Stored items:
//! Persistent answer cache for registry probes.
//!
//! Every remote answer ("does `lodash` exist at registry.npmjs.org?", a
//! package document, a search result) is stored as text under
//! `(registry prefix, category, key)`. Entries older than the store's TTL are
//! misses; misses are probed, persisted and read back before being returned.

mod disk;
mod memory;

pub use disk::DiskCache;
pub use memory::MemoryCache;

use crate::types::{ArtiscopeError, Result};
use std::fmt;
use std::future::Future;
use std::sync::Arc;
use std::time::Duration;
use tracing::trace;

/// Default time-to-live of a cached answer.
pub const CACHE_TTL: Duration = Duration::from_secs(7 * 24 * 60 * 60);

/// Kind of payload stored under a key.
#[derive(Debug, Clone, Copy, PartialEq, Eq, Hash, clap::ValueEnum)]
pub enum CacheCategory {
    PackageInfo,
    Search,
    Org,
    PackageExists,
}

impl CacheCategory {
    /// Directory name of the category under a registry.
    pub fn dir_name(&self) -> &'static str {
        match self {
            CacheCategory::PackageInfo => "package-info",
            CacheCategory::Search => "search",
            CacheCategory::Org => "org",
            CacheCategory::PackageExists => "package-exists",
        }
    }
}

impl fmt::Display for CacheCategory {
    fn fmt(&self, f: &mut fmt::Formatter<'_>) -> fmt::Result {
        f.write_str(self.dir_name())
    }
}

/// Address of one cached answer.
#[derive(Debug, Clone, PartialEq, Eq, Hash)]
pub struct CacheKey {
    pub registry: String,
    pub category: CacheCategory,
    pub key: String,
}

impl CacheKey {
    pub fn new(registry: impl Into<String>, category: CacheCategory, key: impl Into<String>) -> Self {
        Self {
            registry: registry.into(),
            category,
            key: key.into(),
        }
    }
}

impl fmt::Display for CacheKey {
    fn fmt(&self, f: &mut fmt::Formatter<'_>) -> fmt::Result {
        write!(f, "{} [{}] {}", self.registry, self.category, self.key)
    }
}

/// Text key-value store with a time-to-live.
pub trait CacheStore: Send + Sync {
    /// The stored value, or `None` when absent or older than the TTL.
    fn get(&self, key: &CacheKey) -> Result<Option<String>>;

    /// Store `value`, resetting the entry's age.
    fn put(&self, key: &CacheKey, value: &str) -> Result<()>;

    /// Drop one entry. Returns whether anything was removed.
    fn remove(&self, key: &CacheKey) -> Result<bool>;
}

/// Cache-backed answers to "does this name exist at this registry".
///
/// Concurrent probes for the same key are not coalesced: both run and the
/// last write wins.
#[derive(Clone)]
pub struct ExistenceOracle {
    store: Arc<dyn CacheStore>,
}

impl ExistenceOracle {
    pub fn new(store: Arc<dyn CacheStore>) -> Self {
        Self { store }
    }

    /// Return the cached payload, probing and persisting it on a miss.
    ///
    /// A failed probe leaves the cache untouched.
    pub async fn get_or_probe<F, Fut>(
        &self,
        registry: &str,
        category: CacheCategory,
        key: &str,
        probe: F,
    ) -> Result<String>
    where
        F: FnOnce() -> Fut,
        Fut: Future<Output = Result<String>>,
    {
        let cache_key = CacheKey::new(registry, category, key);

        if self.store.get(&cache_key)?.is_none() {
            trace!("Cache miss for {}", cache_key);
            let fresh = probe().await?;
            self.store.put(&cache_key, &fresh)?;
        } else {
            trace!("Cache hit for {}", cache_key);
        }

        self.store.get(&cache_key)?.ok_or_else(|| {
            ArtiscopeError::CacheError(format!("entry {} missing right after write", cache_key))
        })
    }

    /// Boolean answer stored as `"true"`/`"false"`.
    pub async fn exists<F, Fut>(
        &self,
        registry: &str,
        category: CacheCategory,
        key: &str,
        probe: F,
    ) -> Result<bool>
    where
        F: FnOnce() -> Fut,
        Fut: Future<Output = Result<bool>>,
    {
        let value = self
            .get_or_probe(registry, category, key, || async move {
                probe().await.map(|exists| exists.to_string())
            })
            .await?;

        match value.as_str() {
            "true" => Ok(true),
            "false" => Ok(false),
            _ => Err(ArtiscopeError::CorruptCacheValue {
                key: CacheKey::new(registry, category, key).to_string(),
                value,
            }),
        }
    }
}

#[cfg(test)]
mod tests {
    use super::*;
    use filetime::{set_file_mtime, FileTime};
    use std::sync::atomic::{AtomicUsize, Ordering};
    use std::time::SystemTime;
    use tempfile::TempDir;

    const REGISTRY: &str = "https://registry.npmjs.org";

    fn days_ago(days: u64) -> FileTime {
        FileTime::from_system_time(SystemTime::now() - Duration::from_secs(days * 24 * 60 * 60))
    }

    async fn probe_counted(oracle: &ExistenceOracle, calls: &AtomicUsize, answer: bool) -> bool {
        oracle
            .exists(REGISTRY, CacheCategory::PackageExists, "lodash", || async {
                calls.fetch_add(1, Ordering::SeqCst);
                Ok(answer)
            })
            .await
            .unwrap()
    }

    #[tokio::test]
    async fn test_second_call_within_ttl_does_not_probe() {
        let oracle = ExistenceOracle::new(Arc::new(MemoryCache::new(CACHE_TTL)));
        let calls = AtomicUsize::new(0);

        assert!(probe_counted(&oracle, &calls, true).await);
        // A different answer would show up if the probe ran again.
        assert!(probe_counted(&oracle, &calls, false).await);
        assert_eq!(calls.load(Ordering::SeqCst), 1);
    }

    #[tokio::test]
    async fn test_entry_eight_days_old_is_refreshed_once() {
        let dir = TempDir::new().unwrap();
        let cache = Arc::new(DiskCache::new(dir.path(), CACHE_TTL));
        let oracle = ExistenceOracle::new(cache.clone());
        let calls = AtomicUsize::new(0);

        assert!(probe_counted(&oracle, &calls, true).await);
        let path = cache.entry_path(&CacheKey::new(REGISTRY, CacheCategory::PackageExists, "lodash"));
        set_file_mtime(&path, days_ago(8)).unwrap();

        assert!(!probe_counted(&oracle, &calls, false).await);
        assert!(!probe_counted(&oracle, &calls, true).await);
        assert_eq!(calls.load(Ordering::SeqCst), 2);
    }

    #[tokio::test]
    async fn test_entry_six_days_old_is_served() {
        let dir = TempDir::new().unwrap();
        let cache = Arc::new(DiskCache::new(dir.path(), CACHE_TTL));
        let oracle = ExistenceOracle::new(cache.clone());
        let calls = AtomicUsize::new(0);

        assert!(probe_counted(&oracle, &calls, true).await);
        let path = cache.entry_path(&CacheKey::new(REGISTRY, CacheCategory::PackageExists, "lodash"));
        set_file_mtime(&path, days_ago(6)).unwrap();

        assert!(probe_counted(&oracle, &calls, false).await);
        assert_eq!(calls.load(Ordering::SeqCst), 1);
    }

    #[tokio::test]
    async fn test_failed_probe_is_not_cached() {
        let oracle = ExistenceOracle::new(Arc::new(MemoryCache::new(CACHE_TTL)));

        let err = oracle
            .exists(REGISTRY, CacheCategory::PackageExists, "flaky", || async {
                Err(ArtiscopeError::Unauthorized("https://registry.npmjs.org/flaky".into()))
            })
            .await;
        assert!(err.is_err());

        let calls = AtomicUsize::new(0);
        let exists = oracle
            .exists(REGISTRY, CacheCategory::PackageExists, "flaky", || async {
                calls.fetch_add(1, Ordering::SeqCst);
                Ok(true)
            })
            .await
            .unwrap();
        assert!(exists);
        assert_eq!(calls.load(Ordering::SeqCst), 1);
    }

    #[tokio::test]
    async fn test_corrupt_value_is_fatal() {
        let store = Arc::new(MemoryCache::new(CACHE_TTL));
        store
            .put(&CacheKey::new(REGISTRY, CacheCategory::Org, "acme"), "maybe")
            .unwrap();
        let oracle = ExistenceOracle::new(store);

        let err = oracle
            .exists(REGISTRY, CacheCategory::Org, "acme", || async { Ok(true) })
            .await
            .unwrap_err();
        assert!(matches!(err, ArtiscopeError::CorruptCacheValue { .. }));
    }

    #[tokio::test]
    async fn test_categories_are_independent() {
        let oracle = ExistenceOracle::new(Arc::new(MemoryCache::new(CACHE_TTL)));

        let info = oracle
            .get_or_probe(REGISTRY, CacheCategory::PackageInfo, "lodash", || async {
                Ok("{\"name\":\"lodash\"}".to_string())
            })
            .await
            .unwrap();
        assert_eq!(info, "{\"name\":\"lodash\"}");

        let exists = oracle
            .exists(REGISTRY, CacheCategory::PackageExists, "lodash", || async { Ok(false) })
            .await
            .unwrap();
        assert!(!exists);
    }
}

* * *

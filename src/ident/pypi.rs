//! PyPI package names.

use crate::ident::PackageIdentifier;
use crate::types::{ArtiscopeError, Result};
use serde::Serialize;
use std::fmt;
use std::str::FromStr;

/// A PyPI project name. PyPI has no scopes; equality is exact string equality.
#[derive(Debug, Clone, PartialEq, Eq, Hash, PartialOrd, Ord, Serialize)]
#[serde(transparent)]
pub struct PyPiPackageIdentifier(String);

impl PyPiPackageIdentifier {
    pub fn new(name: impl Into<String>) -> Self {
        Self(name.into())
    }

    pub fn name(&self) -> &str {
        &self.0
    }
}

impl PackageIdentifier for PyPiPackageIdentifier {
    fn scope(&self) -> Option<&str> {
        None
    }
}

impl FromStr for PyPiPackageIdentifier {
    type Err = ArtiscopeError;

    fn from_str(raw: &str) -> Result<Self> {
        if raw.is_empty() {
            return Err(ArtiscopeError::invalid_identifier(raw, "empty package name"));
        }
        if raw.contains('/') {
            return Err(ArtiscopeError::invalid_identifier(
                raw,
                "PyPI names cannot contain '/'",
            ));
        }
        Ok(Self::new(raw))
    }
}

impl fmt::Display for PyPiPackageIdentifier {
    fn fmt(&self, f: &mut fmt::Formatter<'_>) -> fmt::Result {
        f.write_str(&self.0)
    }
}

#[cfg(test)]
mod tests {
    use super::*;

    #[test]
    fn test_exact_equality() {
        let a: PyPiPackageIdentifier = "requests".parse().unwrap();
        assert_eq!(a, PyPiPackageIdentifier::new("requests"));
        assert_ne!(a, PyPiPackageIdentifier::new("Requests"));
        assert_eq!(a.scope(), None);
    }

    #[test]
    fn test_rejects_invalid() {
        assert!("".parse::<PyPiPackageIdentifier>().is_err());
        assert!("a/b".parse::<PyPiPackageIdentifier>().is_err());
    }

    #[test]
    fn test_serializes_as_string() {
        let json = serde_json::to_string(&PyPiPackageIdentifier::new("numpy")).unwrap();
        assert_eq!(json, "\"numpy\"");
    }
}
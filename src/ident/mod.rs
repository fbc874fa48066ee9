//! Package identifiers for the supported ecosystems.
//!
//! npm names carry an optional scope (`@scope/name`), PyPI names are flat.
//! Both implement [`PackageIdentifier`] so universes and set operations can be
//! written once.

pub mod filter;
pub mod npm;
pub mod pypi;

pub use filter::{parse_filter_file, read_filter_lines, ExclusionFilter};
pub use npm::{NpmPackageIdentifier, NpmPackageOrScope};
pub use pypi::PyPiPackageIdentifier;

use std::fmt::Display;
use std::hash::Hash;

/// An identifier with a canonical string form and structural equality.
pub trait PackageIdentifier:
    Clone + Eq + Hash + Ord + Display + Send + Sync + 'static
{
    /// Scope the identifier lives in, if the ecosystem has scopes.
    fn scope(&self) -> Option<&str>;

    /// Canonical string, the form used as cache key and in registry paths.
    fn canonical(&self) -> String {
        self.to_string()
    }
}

# What to do
Above are the entries. Quote exactly the lines from the one bearing "for registry probes." through the one bearing "use std::future::Future;".

# Response for this exercise
//! Persistent answer cache for registry probes.
//!
//! Every remote answer ("does `lodash` exist at registry.npmjs.org?", a
//! package document, a search result) is stored as text under
//! `(registry prefix, category, key)`. Entries older than the store's TTL are
//! misses; misses are probed, persisted and read back before being returned.

mod disk;
mod memory;

pub use disk::DiskCache;
pub use memory::MemoryCache;

use crate::types::{ArtiscopeError, Result};
use std::fmt;
use std::future::Future;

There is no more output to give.